Javier Rioyo
Estoy en Granada, acabamos de celebrar los 101 años de Francisco Ayala. Sigue lúcido, irónico, erguido, memorioso, curioso y lúcido. Nos causa sorpresa su capacidad de hacer cosas, de querer hacer otras, de comer, beber, tal vez amar… No deja de sorprendernos, de admiradnos y no estoy seguro si nos da envidia o nos agobia pensar en esas edades. Ha sido una vida llena de trabajo. Ha sabido no conformarse nunca con casi nada, con casi nadie. Ha mantenido su independencia contra vientos distintos de la historia.

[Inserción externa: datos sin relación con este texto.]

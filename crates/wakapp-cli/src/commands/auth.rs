use clap::Subcommand;
use wakapp_core::{Auth, Config, LoginInput, Registration, RegistrationOutcome};

use super::{api, open_session, CommandResult};

#[derive(Subcommand)]
pub enum AuthAction {
    /// Log in by email (defaults to the last email used) or username
    Login {
        /// Account email
        #[arg(long, conflicts_with = "username")]
        email: Option<String>,
        /// Account username
        #[arg(long)]
        username: Option<String>,
        /// Accepted for compatibility; not checked
        #[arg(long, requires = "username", default_value = "")]
        password: String,
    },
    /// Create an account
    Register {
        #[arg(long)]
        username: String,
        #[arg(long)]
        email: String,
        #[arg(long)]
        phone: String,
    },
    /// Forget the stored session
    Logout,
    /// Show who is logged in
    Status,
}

pub async fn run(action: AuthAction, config: &Config) -> CommandResult {
    let mut session = open_session()?;

    match action {
        AuthAction::Login {
            email,
            username,
            password,
        } => {
            let client = api(config)?;
            let auth = Auth::new(&client);
            let identity = match username {
                Some(username) => {
                    auth.login(&mut session, LoginInput::Credentials { username, password })
                        .await?
                }
                None => {
                    let email = email
                        .or_else(|| session.remembered_email())
                        .ok_or("no email given and none remembered; pass --email")?;
                    auth.login_with_email(&mut session, &email).await?
                }
            };
            println!("Logged in as {} ({})", identity.username, identity.id);
        }
        AuthAction::Register {
            username,
            email,
            phone,
        } => {
            let registration = Registration::new(&username, &email, &phone)?;
            let client = api(config)?;
            match Auth::new(&client).register(&mut session, registration).await? {
                RegistrationOutcome::SignedIn(identity) => {
                    println!("Registered and logged in as {} ({})", identity.username, identity.id);
                }
                RegistrationOutcome::Registered => {
                    println!("Registered. Log in with: wakapp-cli auth login --email {}", email.trim());
                }
            }
        }
        AuthAction::Logout => {
            let client = api(config)?;
            Auth::new(&client).logout(&mut session)?;
            println!("Logged out");
        }
        AuthAction::Status => {
            match session.current() {
                Some(identity) => {
                    println!("Logged in as {} ({})", identity.username, identity.id);
                    if !identity.email.is_empty() {
                        println!("  email: {}", identity.email);
                    }
                }
                None => println!("Not logged in"),
            }
            if let Some(email) = session.remembered_email() {
                println!("Remembered email: {email}");
            }
        }
    }
    Ok(())
}
//! Wake-method validation gate for alarm creation.

use std::collections::{BTreeMap, BTreeSet};

use crate::alarm::{MediaRef, WakeMethod};
use crate::error::ValidationError;

/// Check that at least one method is selected and every selected method has
/// media attached.
///
/// Missing methods are reported in canonical order (voice, video, song,
/// puzzle). Media attached to unselected methods is ignored.
pub fn validate(
    selected: &BTreeSet<WakeMethod>,
    media: &BTreeMap<WakeMethod, MediaRef>,
) -> Result<(), ValidationError> {
    if selected.is_empty() {
        return Err(ValidationError::NoMethodSelected);
    }

    let missing: Vec<WakeMethod> = selected
        .iter()
        .filter(|m| !media.contains_key(m))
        .copied()
        .collect();

    if missing.is_empty() {
        Ok(())
    } else {
        Err(ValidationError::MissingMedia(missing))
    }
}
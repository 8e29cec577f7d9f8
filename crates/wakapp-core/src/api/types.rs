//! Request and response bodies that only exist on the wire.

use serde::{Deserialize, Serialize};

use crate::friends::FriendshipStatus;
use crate::serde_util::opt_string_or_number;

/// Body of `POST /users`.
#[derive(Debug, Clone, PartialEq, Eq, Serialize)]
pub struct NewUser {
    pub username: String,
    pub email: String,
    pub phone: String,
}

/// Body of `POST /friend-requests`.
#[derive(Debug, Clone, PartialEq, Eq, Serialize)]
pub struct FriendRequestPayload {
    pub user_id: String,
    pub phone: String,
    pub nickname: String,
}

/// Whatever the service echoes back after a friend request.
#[derive(Debug, Clone, Default, Deserialize)]
pub struct FriendRequestReceipt {
    #[serde(default, deserialize_with = "opt_string_or_number")]
    pub id: Option<String>,
    #[serde(default, deserialize_with = "opt_string_or_number")]
    pub friend_id: Option<String>,
    #[serde(default)]
    pub status: Option<FriendshipStatus>,
}

/// Whatever the service echoes back after creating an alarm.
#[derive(Debug, Clone, Default, Deserialize)]
pub struct AlarmReceipt {
    #[serde(default, deserialize_with = "opt_string_or_number")]
    pub id: Option<String>,
    #[serde(default)]
    pub alarm_date: Option<String>,
    #[serde(default)]
    pub alarm_time: Option<String>,
    #[serde(default)]
    pub is_active: Option<bool>,
    #[serde(default)]
    pub is_approved: Option<bool>,
}

/// Error body; `detail` is a string or a structured validation report.
#[derive(Debug, Deserialize)]
pub(crate) struct ErrorBody {
    #[serde(default)]
    pub detail: Option<serde_json::Value>,
}

impl ErrorBody {
    pub(crate) fn message(self) -> Option<String> {
        match self.detail? {
            serde_json::Value::String(s) => Some(s),
            serde_json::Value::Null => None,
            other => Some(other.to_string()),
        }
    }
}
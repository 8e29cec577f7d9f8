//! Two-step confirmation for destructive actions.
//!
//! `propose_*` on a service hands back a [`Confirmation`]; the destructive
//! call only accepts that value, so it cannot run without the proposal step.

use std::fmt;

/// A proposed destructive action awaiting the user's go-ahead.
#[derive(Debug, Clone, PartialEq, Eq)]
#[must_use = "a confirmation does nothing until it is passed to the confirming call"]
pub struct Confirmation<T> {
    target: T,
    title: &'static str,
    prompt: &'static str,
}

impl<T> Confirmation<T> {
    pub(crate) fn new(target: T, title: &'static str, prompt: &'static str) -> Self {
        Self {
            target,
            title,
            prompt,
        }
    }

    pub fn target(&self) -> &T {
        &self.target
    }

    pub fn title(&self) -> &'static str {
        self.title
    }

    /// Question to put to the user.
    pub fn prompt(&self) -> &'static str {
        self.prompt
    }

    pub(crate) fn into_target(self) -> T {
        self.target
    }
}

impl<T> fmt::Display for Confirmation<T> {
    fn fmt(&self, f: &mut fmt::Formatter<'_>) -> fmt::Result {
        write!(f, "{}: {}", self.title, self.prompt)
    }
}
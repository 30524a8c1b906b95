//! Criterion benchmarks for Heston autocallable pricing.
//!
//! Benchmarks cover:
//! - Correlated normal generation
//! - Single path simulation against grid refinement
//! - Full pricing against path count, plain and antithetic

use criterion::{black_box, criterion_group, criterion_main, BenchmarkId, Criterion};
use pricer_core::market_data::MarketEnvironment;
use pricer_core::types::Date;
use pricer_models::instruments::AutocallableNote;
use pricer_models::models::{HestonModel, HestonParameters};
use pricer_pricing::mc::{HestonPathSimulator, MonteCarloConfig, MonteCarloPricer, TimeGrid};
use pricer_pricing::rng::{CorrelatedNormals, PricerRng};

fn env() -> MarketEnvironment {
    MarketEnvironment::builder(Date::from_ymd(2024, 7, 20).unwrap(), 79.98)
        .risk_free_rate(0.02)
        .dividend_yield(0.028)
        .build()
        .unwrap()
}

fn params() -> HestonParameters {
    HestonParameters::new(0.04, 1.5, 0.04, 0.3, -0.6).unwrap()
}

/// Five-year semiannual memory note.
fn note() -> AutocallableNote {
    let start = Date::from_ymd(2024, 7, 20).unwrap();
    let dates = (1..=10)
        .map(|k| start.add_months(6 * k).unwrap())
        .collect();
    AutocallableNote::phoenix(dates, 1_000_000.0, 79.98, 0.04, 0.7, 0.6)
        .memory(true)
        .build()
        .unwrap()
}

fn bench_correlated_normals(c: &mut Criterion) {
    let mut group = c.benchmark_group("correlated_normals");
    let normals = CorrelatedNormals::new(-0.6).unwrap();

    for n_pairs in [1_000, 100_000] {
        group.bench_with_input(BenchmarkId::new("fill", n_pairs), &n_pairs, |b, &n| {
            let mut rng = PricerRng::from_seed(42);
            let mut buffer = vec![0.0; 2 * n];
            b.iter(|| {
                normals.fill(&mut rng, &mut buffer);
                black_box(buffer[0])
            });
        });
    }

    group.finish();
}

fn bench_path_simulation(c: &mut Criterion) {
    let mut group = c.benchmark_group("heston_path");
    let env = env();
    let sim = HestonPathSimulator::new(HestonModel::new(params()).unwrap(), &env).unwrap();
    let times: Vec<f64> = (1..=10).map(|k| 0.5 * k as f64).collect();

    for steps_per_year in [12, 52, 252] {
        let grid = TimeGrid::new(&times, steps_per_year).unwrap();
        group.bench_with_input(
            BenchmarkId::new("steps_per_year", steps_per_year),
            &grid,
            |b, grid| {
                let mut rng = PricerRng::from_seed(42);
                b.iter(|| black_box(sim.simulate(grid, &mut rng).unwrap()));
            },
        );
    }

    group.finish();
}

fn bench_pricing(c: &mut Criterion) {
    let mut group = c.benchmark_group("autocallable_pricing");
    group.sample_size(10); // full pricing calls are slow

    let env = env();
    let note = note();
    let params = params();

    for n_paths in [1_000, 10_000, 100_000] {
        for antithetic in [false, true] {
            let label = if antithetic { "antithetic" } else { "plain" };
            let config = MonteCarloConfig::builder()
                .n_paths(n_paths)
                .antithetic(antithetic)
                .seed(42)
                .build()
                .unwrap();
            let pricer = MonteCarloPricer::new(config).unwrap();

            group.bench_with_input(BenchmarkId::new(label, n_paths), &n_paths, |b, _| {
                b.iter(|| black_box(pricer.price(&params, &env, &note).unwrap()));
            });
        }
    }

    group.finish();
}

criterion_group!(
    benches,
    bench_correlated_normals,
    bench_path_simulation,
    bench_pricing
);
criterion_main!(benches);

Cree en la razón, aunque también sabe que muchas cosas están forjadas por un impulso que tiene poco de razonable. Son las doce de la noche. Apenas cena nada, bebe un generoso whisky sin hielo. Ha comido con vino tinto, con apetito. Sonríe, cuenta historias, se enfada por algunos olvidos y da consejos pícaros a su mujer- más de 30 años más joven- con la que mantiene una envidiable complicidad.
Le han pasado al teléfono a otro centenario- parece que en España ya hay diez mil-, otro nombre de nuestra cultura, aunque no se le conozca obra, Pepín Bello. Dentro de poco cumplirá 103 años. Vivo, vívido, bebedor, gozador, simpático y con muy poco trabajo a sus espaldas. Pekín, soltero impenitente, sabe vivir consigo mismo y no le cuesta dar su amistad a quién le rodea.
Me imagino de mayor y no puedo ni con mucha imaginación pensarme en un anciano de 100 años. Ni siquiera tan lúcido y trabajador como Francisco Ayala. Ni siquiera tan listo y poco trabajador como Pepín Bello. ¿Por qué no consigo entusiasmarme con esa edad bastante más que madura? ¿Por qué si ya está inventado el/la viagra? No sé, esperaré unas décadas.